## Task brief:
Starting at the line below holding "filename crates/models/src/lib.rs" and stopping at the line holding "A named source", print every line exactly, both ends included, and leave the rest out.

[Recorded data]
Start of Block
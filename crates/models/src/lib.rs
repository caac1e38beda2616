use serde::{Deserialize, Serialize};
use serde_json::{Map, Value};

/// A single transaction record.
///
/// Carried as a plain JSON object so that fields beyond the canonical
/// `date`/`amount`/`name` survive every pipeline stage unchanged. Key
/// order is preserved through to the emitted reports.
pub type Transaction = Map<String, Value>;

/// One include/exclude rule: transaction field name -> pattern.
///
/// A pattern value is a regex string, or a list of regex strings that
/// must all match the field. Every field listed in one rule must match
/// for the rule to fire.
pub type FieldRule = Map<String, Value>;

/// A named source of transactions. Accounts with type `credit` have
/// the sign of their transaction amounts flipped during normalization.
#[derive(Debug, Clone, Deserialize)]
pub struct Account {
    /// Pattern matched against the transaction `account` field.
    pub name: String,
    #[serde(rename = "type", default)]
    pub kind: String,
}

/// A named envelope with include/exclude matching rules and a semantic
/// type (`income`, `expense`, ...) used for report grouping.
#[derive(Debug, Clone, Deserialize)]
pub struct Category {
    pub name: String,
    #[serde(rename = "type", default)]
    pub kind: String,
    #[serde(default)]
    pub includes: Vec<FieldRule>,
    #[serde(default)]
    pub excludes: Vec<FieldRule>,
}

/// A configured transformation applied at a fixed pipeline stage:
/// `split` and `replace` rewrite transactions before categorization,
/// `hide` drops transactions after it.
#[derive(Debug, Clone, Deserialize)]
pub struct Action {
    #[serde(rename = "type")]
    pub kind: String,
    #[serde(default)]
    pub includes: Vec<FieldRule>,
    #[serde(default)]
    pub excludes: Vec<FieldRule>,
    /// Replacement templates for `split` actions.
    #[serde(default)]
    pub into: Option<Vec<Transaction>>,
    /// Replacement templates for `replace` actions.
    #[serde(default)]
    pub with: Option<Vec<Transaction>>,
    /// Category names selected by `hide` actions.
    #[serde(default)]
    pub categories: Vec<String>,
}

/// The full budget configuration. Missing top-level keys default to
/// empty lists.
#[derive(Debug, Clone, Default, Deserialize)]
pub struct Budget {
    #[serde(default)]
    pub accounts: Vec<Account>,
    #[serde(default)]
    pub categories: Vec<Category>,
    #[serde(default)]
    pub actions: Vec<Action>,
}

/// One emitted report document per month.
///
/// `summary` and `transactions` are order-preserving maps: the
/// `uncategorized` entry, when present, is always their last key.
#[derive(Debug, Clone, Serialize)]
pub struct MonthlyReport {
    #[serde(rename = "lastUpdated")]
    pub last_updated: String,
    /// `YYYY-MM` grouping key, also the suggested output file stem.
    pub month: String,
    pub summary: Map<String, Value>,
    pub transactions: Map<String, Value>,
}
End of Block
Start of Block
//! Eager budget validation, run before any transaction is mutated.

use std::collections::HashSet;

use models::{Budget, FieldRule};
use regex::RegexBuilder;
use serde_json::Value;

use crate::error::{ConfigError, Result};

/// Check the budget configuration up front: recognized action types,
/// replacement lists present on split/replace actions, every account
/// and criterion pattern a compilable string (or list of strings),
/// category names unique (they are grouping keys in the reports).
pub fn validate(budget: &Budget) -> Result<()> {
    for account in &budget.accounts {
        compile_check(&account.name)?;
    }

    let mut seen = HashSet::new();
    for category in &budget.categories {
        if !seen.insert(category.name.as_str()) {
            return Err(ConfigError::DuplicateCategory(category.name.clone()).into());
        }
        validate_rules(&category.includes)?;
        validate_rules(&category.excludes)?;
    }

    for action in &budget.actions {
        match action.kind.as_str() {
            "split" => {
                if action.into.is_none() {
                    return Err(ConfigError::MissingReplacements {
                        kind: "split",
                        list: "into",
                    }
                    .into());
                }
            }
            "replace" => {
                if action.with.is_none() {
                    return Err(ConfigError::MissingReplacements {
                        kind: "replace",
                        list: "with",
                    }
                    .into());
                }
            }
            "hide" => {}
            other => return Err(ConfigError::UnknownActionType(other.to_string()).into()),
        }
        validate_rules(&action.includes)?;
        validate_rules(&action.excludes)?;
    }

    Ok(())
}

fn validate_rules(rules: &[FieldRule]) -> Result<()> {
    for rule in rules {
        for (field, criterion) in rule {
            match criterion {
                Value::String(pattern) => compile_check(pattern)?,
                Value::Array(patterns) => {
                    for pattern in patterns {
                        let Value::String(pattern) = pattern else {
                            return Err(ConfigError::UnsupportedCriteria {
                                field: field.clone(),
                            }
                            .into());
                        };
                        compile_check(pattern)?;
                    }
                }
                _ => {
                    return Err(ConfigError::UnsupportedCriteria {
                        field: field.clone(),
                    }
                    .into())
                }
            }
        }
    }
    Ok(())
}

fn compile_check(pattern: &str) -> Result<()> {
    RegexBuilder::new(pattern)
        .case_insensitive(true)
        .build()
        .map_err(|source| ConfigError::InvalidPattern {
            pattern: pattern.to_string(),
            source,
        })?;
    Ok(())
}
End of Block
Start of Block
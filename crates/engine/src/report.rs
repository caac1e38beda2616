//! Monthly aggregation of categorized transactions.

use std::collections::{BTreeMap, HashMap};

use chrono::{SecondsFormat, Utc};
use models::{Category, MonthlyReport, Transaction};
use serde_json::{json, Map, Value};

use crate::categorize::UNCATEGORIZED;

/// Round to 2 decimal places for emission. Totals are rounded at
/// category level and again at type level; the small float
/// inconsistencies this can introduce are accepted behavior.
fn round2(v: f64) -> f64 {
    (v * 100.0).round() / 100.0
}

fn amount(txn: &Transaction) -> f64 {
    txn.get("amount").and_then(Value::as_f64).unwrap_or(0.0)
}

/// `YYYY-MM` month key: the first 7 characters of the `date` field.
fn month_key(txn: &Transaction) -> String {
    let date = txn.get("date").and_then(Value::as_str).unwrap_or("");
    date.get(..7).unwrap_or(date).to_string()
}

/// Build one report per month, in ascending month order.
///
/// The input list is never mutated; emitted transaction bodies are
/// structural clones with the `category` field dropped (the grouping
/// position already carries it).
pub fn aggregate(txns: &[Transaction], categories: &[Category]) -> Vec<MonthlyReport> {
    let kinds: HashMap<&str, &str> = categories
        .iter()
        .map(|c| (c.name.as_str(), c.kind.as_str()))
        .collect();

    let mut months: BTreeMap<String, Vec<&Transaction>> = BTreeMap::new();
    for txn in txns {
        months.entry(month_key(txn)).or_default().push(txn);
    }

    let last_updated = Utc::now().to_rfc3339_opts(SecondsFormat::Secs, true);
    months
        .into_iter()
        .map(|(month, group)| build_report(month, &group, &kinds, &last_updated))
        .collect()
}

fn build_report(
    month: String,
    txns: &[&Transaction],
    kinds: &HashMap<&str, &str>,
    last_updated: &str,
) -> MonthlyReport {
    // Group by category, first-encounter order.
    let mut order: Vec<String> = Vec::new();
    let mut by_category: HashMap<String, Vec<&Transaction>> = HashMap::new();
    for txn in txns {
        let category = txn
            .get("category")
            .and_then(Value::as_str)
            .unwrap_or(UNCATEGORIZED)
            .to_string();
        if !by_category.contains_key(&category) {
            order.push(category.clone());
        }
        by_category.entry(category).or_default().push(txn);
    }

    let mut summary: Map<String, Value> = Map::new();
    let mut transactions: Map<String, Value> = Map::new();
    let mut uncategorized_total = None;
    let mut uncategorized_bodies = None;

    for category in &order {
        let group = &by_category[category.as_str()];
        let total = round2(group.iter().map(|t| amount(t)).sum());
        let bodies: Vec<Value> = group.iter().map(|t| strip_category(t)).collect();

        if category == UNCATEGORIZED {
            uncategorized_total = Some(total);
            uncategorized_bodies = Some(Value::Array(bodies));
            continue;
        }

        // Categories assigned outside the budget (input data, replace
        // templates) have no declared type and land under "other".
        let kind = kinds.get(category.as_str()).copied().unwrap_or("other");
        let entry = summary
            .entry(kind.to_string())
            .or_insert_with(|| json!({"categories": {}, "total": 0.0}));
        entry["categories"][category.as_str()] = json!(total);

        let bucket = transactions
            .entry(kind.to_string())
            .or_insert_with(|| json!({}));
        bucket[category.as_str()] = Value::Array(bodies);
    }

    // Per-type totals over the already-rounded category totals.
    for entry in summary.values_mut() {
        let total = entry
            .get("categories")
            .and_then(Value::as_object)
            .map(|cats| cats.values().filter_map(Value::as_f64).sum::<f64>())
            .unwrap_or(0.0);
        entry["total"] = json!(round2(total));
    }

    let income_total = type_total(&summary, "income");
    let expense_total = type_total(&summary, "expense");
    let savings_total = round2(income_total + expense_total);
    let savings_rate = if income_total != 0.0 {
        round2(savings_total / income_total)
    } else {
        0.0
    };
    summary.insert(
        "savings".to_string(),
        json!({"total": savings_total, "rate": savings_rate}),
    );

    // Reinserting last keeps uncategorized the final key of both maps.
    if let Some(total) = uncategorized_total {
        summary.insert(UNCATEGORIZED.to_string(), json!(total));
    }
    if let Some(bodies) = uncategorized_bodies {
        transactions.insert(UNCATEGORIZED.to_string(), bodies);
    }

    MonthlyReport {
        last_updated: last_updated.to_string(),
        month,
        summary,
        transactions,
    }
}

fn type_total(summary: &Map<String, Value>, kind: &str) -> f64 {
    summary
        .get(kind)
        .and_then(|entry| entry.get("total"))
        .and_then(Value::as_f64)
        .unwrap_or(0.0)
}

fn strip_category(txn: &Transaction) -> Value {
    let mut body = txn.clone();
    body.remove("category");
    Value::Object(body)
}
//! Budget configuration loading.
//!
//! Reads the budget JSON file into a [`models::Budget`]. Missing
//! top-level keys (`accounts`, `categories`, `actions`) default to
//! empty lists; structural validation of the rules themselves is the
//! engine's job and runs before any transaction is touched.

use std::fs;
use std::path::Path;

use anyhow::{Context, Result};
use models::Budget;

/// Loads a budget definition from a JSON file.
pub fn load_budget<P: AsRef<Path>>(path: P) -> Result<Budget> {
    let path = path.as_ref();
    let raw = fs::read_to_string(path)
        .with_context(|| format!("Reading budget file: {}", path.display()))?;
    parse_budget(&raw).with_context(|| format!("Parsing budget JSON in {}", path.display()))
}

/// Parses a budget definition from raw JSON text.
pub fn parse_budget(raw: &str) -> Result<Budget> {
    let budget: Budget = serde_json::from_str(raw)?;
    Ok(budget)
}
End of Block
## Output below:
filename crates/models/src/lib.rs
repository caac1e38beda2616
use serde::{Deserialize, Serialize};
use serde_json::{Map, Value};

/// A single transaction record.
///
/// Carried as a plain JSON object so that fields beyond the canonical
/// `date`/`amount`/`name` survive every pipeline stage unchanged. Key
/// order is preserved through to the emitted reports.
pub type Transaction = Map<String, Value>;

/// One include/exclude rule: transaction field name -> pattern.
///
/// A pattern value is a regex string, or a list of regex strings that
/// must all match the field. Every field listed in one rule must match
/// for the rule to fire.
pub type FieldRule = Map<String, Value>;

/// A named source of transactions. Accounts with type `credit` have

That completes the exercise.